Chelation and Heart Disease


My introduction to EDTA chelation began many years ago with a desperate phone call from a very dear friend. His six-year old child had just been admitted to the hospital in coma with a diagnosis of probable lead encephalopathy.

Since the family had visited me for a cook-out only a few weeks before and I had helped the bright and extremely likeable youngster harvest one of my monster trout from my pond, I was nearly as distraught as the father to hear this terrible news.

Certainly their old house was a setup for lead exposure with layer upon layer of old paint holding the interior wood together. By the time I arrived the neurologist, a friend of mine already had applied the usual decompression procedures to the rapidly swelling brain and was thinking of using the new EDTA chelation treatment but the diagnosis was not yet definite. The situation was grave.
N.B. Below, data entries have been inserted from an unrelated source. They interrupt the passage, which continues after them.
//! Signature scheme identification.

use serde::{Deserialize, Serialize};
use std::fmt;

use crate::error::{CryptoError, Result};

/// Public-key length of the Edwards scheme.
pub const ED25519_PUBLIC_KEY_LEN: usize = 32;
/// Public-key (address) length of the signed-message scheme.
pub const ETHSIGN_PUBLIC_KEY_LEN: usize = 20;
/// Signature length of the Edwards scheme.
pub const ED25519_SIGNATURE_LEN: usize = 64;
/// Signature length of the signed-message scheme (`r || s || v`).
pub const ETHSIGN_SIGNATURE_LEN: usize = 65;

/// The two signature schemes a model signature may carry.
///
/// The discriminant is the wire value stored in a signature object's `type`
/// byte.
#[derive(Debug, Clone, Copy, PartialEq, Eq, Hash, Serialize, Deserialize)]
#[repr(u8)]
pub enum Scheme {
    /// Detached Ed25519 over the raw message.
    Ed25519 = 0,
    /// Recoverable secp256k1 ECDSA over the Keccak-256 signed-message digest.
    EthSign = 1,
}

impl Scheme {
    /// Wire byte for this scheme.
    #[must_use]
    pub fn as_u8(self) -> u8 {
        self as u8
    }

    /// Parse a wire byte.
    pub fn from_u8(value: u8) -> Result<Self> {
        match value {
            0 => Ok(Self::Ed25519),
            1 => Ok(Self::EthSign),
            other => Err(CryptoError::UnknownScheme(other)),
        }
    }

    /// Auto-detect the scheme from a public-key length.
    pub fn detect(public_key: &[u8]) -> Result<Self> {
        match public_key.len() {
            ED25519_PUBLIC_KEY_LEN => Ok(Self::Ed25519),
            ETHSIGN_PUBLIC_KEY_LEN => Ok(Self::EthSign),
            other => Err(CryptoError::KeyLength(other)),
        }
    }

    /// Signature length this scheme produces.
    #[must_use]
    pub fn signature_length(self) -> usize {
        match self {
            Self::Ed25519 => ED25519_SIGNATURE_LEN,
            Self::EthSign => ETHSIGN_SIGNATURE_LEN,
        }
    }

    /// Public-key length this scheme uses.
    #[must_use]
    pub fn public_key_length(self) -> usize {
        match self {
            Self::Ed25519 => ED25519_PUBLIC_KEY_LEN,
            Self::EthSign => ETHSIGN_PUBLIC_KEY_LEN,
        }
    }
}

impl fmt::Display for Scheme {
    fn fmt(&self, f: &mut fmt::Formatter<'_>) -> fmt::Result {
        match self {
            Self::Ed25519 => write!(f, "ed25519"),
            Self::EthSign => write!(f, "ethsign"),
        }
    }
}

#[cfg(test)]
mod tests {
    use super::*;

    #[test]
    fn detect_by_key_length() {
        assert_eq!(Scheme::detect(&[0u8; 32]).unwrap(), Scheme::Ed25519);
        assert_eq!(Scheme::detect(&[0u8; 20]).unwrap(), Scheme::EthSign);
        assert!(matches!(
            Scheme::detect(&[0u8; 33]),
            Err(CryptoError::KeyLength(33))
        ));
    }

    #[test]
    fn wire_byte_round_trip() {
        for scheme in [Scheme::Ed25519, Scheme::EthSign] {
            assert_eq!(Scheme::from_u8(scheme.as_u8()).unwrap(), scheme);
        }
        assert!(Scheme::from_u8(7).is_err());
    }
}
//! The transport seam.
//!
//! The core runs over an already-established, framed, bidirectional channel.
//! The channel owns message-id assignment and reply routing; the peer client
//! only sees frames tagged as fresh inbound requests or as replies to its
//! own pending requests.

use async_trait::async_trait;
use std::fmt;

use crate::error::Result;

/// A channel-assigned message id.
#[derive(Debug, Clone, Copy, PartialEq, Eq, Hash, PartialOrd, Ord)]
pub struct MsgId(pub [u8; 8]);

impl MsgId {
    /// Wrap raw id bytes.
    #[must_use]
    pub fn from_bytes(bytes: [u8; 8]) -> Self {
        Self(bytes)
    }

    /// Parse from a byte slice, if it is exactly eight bytes.
    #[must_use]
    pub fn from_slice(bytes: &[u8]) -> Option<Self> {
        <[u8; 8]>::try_from(bytes).ok().map(Self)
    }

    /// Generate a random id.
    #[must_use]
    pub fn random() -> Self {
        Self(rand::random())
    }

    /// The raw id bytes.
    #[must_use]
    pub fn as_bytes(&self) -> &[u8; 8] {
        &self.0
    }

    /// The id as an owned vector, for protocol bodies.
    #[must_use]
    pub fn to_vec(self) -> Vec<u8> {
        self.0.to_vec()
    }
}

impl fmt::Display for MsgId {
    fn fmt(&self, f: &mut fmt::Formatter<'_>) -> fmt::Result {
        write!(f, "{}", hex::encode(self.0))
    }
}

/// One inbound channel event.
#[derive(Debug, Clone, PartialEq, Eq)]
pub enum ChannelEvent {
    /// A fresh request from the remote peer.
    Request {
        /// Id replies must be addressed to.
        msg_id: MsgId,
        /// The request frame.
        frame: Vec<u8>,
    },
    /// A reply to one of our pending requests.
    Reply {
        /// Id of the request this replies to.
        msg_id: MsgId,
        /// The reply frame.
        frame: Vec<u8>,
    },
    /// The channel closed; no further events follow.
    Closed,
}

/// A framed, bidirectional message channel.
///
/// Implementations route inbound frames: frames answering an id returned by
/// [`Channel::send_request`] arrive as [`ChannelEvent::Reply`], everything
/// else as [`ChannelEvent::Request`]. A request stays in the routing table
/// until [`Channel::cancel`] removes it, so streamed replies keep arriving
/// under the same id.
#[async_trait]
pub trait Channel: Send + Sync {
    /// Send a request frame; returns the id replies will carry.
    async fn send_request(&self, frame: Vec<u8>) -> Result<MsgId>;

    /// Send a reply frame to an inbound request's id.
    async fn send_reply(&self, to: MsgId, frame: Vec<u8>) -> Result<()>;

    /// Await the next inbound event.
    async fn next_event(&self) -> ChannelEvent;

    /// Remove a pending request from the reply routing table.
    fn cancel(&self, msg_id: MsgId);

    /// Close the channel; pending requests observe [`ChannelEvent::Closed`].
    async fn close(&self);

    /// Whether the channel is closed.
    fn is_closed(&self) -> bool;
}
Although test results ruled out an infectious etiology, tests for mercury and lead were still "cooking". Although chelation finally was started it was the old problem of too little and too late. The death of this boy still haunts me when the subject of chelation comes up.

Even then, as consultant to my state health department, when I explored trying to develop a lead screening and treatment program for children, the politics and philosophies were insurmountable and finally dissuaded me. Even for treatment of heavy metal toxicity, acceptance of this relatively innocuous treatment modality was slow in coming but finally the FDA granted its legal use.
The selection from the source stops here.